TASK OBJECTIVE> Look through the data below. Pick out the lines holding the string "crate".

EXTRACTED RECORDS>
//! Authentication service: user CRUD, login, and event emission.
//!
//! Every mutation that other services must observe writes its lifecycle event
//! into the outbox inside the mutation's own transaction. There is no direct
//! bus publish on this path.

use std::sync::Arc;
use tracing::info;

use ss_bus::topic;
use ss_common::merge::MergePatch;
use ss_common::token::TokenService;
use ss_common::{EventKind, NewOutboxItem, StaffSyncError, UserLifecycleEvent};
use ss_outbox::sqlite::SqliteOutboxRepository;

use crate::domain::{CreateUserRequest, LoginRequest, UserPatch, UserResponse};
use crate::password::PasswordService;
use crate::repository::UserStore;

#[derive(Debug)]
pub struct LoginOutcome {
    pub token: String,
    pub user: UserResponse,
}

pub struct AuthService {
    store: UserStore,
    passwords: PasswordService,
    tokens: Arc<TokenService>,
}

impl AuthService {
    pub fn new(store: UserStore, passwords: PasswordService, tokens: Arc<TokenService>) -> Self {
        Self {
            store,
            passwords,
            tokens,
        }
    }

    pub fn store(&self) -> &UserStore {
        &self.store
    }

    pub fn tokens(&self) -> Arc<TokenService> {
        self.tokens.clone()
    }

    /// Register a user and stage the CREATE event. The insert and the outbox
    /// row commit together.
    pub async fn create_user(&self, req: CreateUserRequest) -> Result<UserResponse, StaffSyncError> {
        req.validate()?;

        if self.store.exists_by_email(&req.email).await? {
            return Err(StaffSyncError::conflict("User", "email", &req.email));
        }

        let password_hash = self.passwords.hash(&req.password)?;

        let mut tx = self.store.pool().begin().await?;
        let id = UserStore::insert(&mut tx, &req.email, &password_hash, req.role).await?;

        let event = UserLifecycleEvent::created(id, req.email.clone(), password_hash.clone(), req.role);
        let item = NewOutboxItem::for_event(topic::topic_for(EventKind::Create), &event)?;
        SqliteOutboxRepository::enqueue(&mut tx, &item).await?;
        tx.commit().await?;

        info!(user_id = id, "User registered");
        Ok(UserResponse {
            id,
            email: req.email,
            role: req.role,
        })
    }

    /// Credential check. Unknown email and wrong password produce the same
    /// error so login failures don't leak which emails exist.
    pub async fn login(&self, req: LoginRequest) -> Result<LoginOutcome, StaffSyncError> {
        let invalid = || StaffSyncError::auth("Invalid email or password");

        let user = self.store.find_by_email(&req.email).await?.ok_or_else(invalid)?;
        if !self.passwords.verify(&req.password, &user.password_hash) {
            return Err(invalid());
        }

        let token = self.tokens.issue(&user.email, user.role)?;
        Ok(LoginOutcome {
            token,
            user: UserResponse::from(&user),
        })
    }

    pub async fn find_user(&self, id: i64) -> Result<UserResponse, StaffSyncError> {
        let user = self
            .store
            .find_by_id(id)
            .await?
            .ok_or_else(|| StaffSyncError::not_found("User", id))?;
        Ok(UserResponse::from(&user))
    }

    pub async fn list_users(&self) -> Result<Vec<UserResponse>, StaffSyncError> {
        let users = self.store.list().await?;
        Ok(users.iter().map(UserResponse::from).collect())
    }

    /// Apply a sparse update. Only fields that actually changed are carried
    /// in the UPDATE event; an effect-free patch emits nothing.
    pub async fn update_user(&self, id: i64, patch: UserPatch) -> Result<UserResponse, StaffSyncError> {
        let mut tx = self.store.pool().begin().await?;

        let mut user = UserStore::find_by_id_in(&mut tx, id)
            .await?
            .ok_or_else(|| StaffSyncError::not_found("User", id))?;

        if let Some(new_email) = &patch.email {
            if new_email != &user.email && self.store.exists_by_email(new_email).await? {
                return Err(StaffSyncError::conflict("User", "email", new_email));
            }
        }

        let email_before = user.email.clone();
        let role_before = user.role;
        let mut changed = patch.apply_to(&mut user);

        let new_hash = match &patch.password {
            Some(plaintext) => {
                let hash = self.passwords.hash(plaintext)?;
                user.password_hash = hash.clone();
                changed = true;
                Some(hash)
            }
            None => None,
        };

        if !changed {
            return Ok(UserResponse::from(&user));
        }

        UserStore::update(&mut tx, &user).await?;

        let event = UserLifecycleEvent {
            id,
            email: (user.email != email_before).then(|| user.email.clone()),
            password: new_hash,
            role: (user.role != role_before).then_some(user.role),
            kind: EventKind::Update,
        };
        let item = NewOutboxItem::for_event(topic::topic_for(EventKind::Update), &event)?;
        SqliteOutboxRepository::enqueue(&mut tx, &item).await?;
        tx.commit().await?;

        info!(user_id = id, "User updated");
        Ok(UserResponse::from(&user))
    }

    /// API-path delete is loud: deleting a user that does not exist is a 404.
    /// (The event-consumption path treats absence as success instead.)
    pub async fn delete_user(&self, id: i64) -> Result<(), StaffSyncError> {
        let mut tx = self.store.pool().begin().await?;

        let deleted = UserStore::delete(&mut tx, id).await?;
        if deleted == 0 {
            return Err(StaffSyncError::not_found("User", id));
        }

        let event = UserLifecycleEvent::deleted(id);
        let item = NewOutboxItem::for_event(topic::topic_for(EventKind::Delete), &event)?;
        SqliteOutboxRepository::enqueue(&mut tx, &item).await?;
        tx.commit().await?;

        info!(user_id = id, "User deleted");
        Ok(())
    }

}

WRITTEN SOLUTION>
use crate::domain::{CreateUserRequest, LoginRequest, UserPatch, UserResponse};
use crate::password::PasswordService;
use crate::repository::UserStore;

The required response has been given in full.